* TASK DETAILS *
The answer must be every line of the records below that contains the word "LoadContext".

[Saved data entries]
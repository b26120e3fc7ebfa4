use crate::core::{DbError, Result};
use crate::mapping::Identifier;

/// Relation id read in a first-phase load, waiting for its target.
#[derive(Debug, Clone, PartialEq, Eq)]
pub struct PendingRelation {
    /// Index of the relation on the owner's persister.
    pub relation: usize,
    /// Subtype that will load the target.
    pub selector: String,
    pub owner: Identifier,
    pub target: Identifier,
}

/// Pending relations of one select call.
#[derive(Debug, Default)]
pub struct PendingRelationSet {
    entries: Vec<PendingRelation>,
}

impl PendingRelationSet {
    pub fn len(&self) -> usize {
        self.entries.len()
    }

    pub fn is_empty(&self) -> bool {
        self.entries.is_empty()
    }

    /// Removes and returns the entries of relation `relation`, in read order.
    pub fn take_relation(&mut self, relation: usize) -> Vec<PendingRelation> {
        let (taken, kept) = std::mem::take(&mut self.entries)
            .into_iter()
            .partition(|entry| entry.relation == relation);
        self.entries = kept;
        taken
    }
}

/// Stack of pending relation sets, one per select call in progress.
///
/// Passed down explicitly so that a nested select of a relation target
/// works on its own set while the outer one is still being filled.
#[derive(Debug, Default)]
pub struct LoadContext {
    stack: Vec<PendingRelationSet>,
}

impl LoadContext {
    pub fn new() -> Self {
        Self::default()
    }

    pub fn push_set(&mut self) {
        self.stack.push(PendingRelationSet::default());
    }

    /// Records into the innermost set.
    pub fn record(&mut self, entry: PendingRelation) -> Result<()> {
        match self.stack.last_mut() {
            Some(set) => {
                set.entries.push(entry);
                Ok(())
            }
            None => Err(DbError::ExecutionError(
                "No pending relation set to record into".into(),
            )),
        }
    }

    pub fn pop_set(&mut self) -> Option<PendingRelationSet> {
        self.stack.pop()
    }

    pub fn depth(&self) -> usize {
        self.stack.len()
    }

    pub fn is_empty(&self) -> bool {
        self.stack.is_empty()
    }
}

* ANSWER BOX *
pub struct LoadContext {
impl LoadContext {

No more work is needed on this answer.